[Record set — start]
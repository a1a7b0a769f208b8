//! `tracing` output routed to the browser console.

use std::io;
use tracing::{Level, Metadata};
use tracing_subscriber::fmt::MakeWriter;

/// Buffers one formatted event and hands it to the console method that
/// matches its level when dropped.
pub struct ConsoleWriter {
    level: Level,
    buf: Vec<u8>,
}

impl io::Write for ConsoleWriter {
    fn write(&mut self, bytes: &[u8]) -> io::Result<usize> {
        self.buf.extend_from_slice(bytes);
        Ok(bytes.len())
    }

    fn flush(&mut self) -> io::Result<()> {
        Ok(())
    }
}

impl Drop for ConsoleWriter {
    fn drop(&mut self) {
        if self.buf.is_empty() {
            return;
        }
        let line = String::from_utf8_lossy(&self.buf).trim_end().to_string();
        match self.level {
            Level::ERROR => gloo_console::error!(line),
            Level::WARN => gloo_console::warn!(line),
            Level::INFO => gloo_console::info!(line),
            _ => gloo_console::debug!(line),
        }
    }
}

#[derive(Debug, Clone, Copy, Default)]
pub struct MakeConsoleWriter;

impl<'a> MakeWriter<'a> for MakeConsoleWriter {
    type Writer = ConsoleWriter;

    fn make_writer(&'a self) -> Self::Writer {
        ConsoleWriter {
            level: Level::INFO,
            buf: Vec::new(),
        }
    }

    fn make_writer_for(&'a self, meta: &Metadata<'_>) -> Self::Writer {
        ConsoleWriter {
            level: *meta.level(),
            buf: Vec::new(),
        }
    }
}

/// Installs the console subscriber. A second call is a no-op.
pub fn init(max_level: Level) {
    let _ = tracing_subscriber::fmt()
        .with_writer(MakeConsoleWriter)
        .with_max_level(max_level)
        .with_target(false)
        .without_time()
        .with_ansi(false)
        .try_init();
}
[Record set — finish]
**Task description**
Copy out the whole listing exactly as written.

**Task output**
repository a1a7b0a769f208b8
//! `tracing` output routed to the browser console.

use std::io;
use tracing::{Level, Metadata};
use tracing_subscriber::fmt::MakeWriter;

/// Buffers one formatted event and hands it to the console method that
/// matches its level when dropped.
pub struct ConsoleWriter {
    level: Level,
    buf: Vec<u8>,
}

impl io::Write for ConsoleWriter {
    fn write(&mut self, bytes: &[u8]) -> io::Result<usize> {
        self.buf.extend_from_slice(bytes);
        Ok(bytes.len())
    }

    fn flush(&mut self) -> io::Result<()> {
        Ok(())
    }
}

impl Drop for ConsoleWriter {
    fn drop(&mut self) {
        if self.buf.is_empty() {
            return;
        }
        let line = String::from_utf8_lossy(&self.buf).trim_end().to_string();
        match self.level {
            Level::ERROR => gloo_console::error!(line),
            Level::WARN => gloo_console::warn!(line),
            Level::INFO => gloo_console::info!(line),
            _ => gloo_console::debug!(line),
        }
    }
}

#[derive(Debug, Clone, Copy, Default)]
pub struct MakeConsoleWriter;

impl<'a> MakeWriter<'a> for MakeConsoleWriter {
    type Writer = ConsoleWriter;

    fn make_writer(&'a self) -> Self::Writer {
        ConsoleWriter {
            level: Level::INFO,
            buf: Vec::new(),
        }
    }

    fn make_writer_for(&'a self, meta: &Metadata<'_>) -> Self::Writer {
        ConsoleWriter {
            level: *meta.level(),
            buf: Vec::new(),
        }
    }
}

/// Installs the console subscriber. A second call is a no-op.
pub fn init(max_level: Level) {
    let _ = tracing_subscriber::fmt()
        .with_writer(MakeConsoleWriter)
        .with_max_level(max_level)
        .with_target(false)
        .without_time()
        .with_ansi(false)
        .try_init();
}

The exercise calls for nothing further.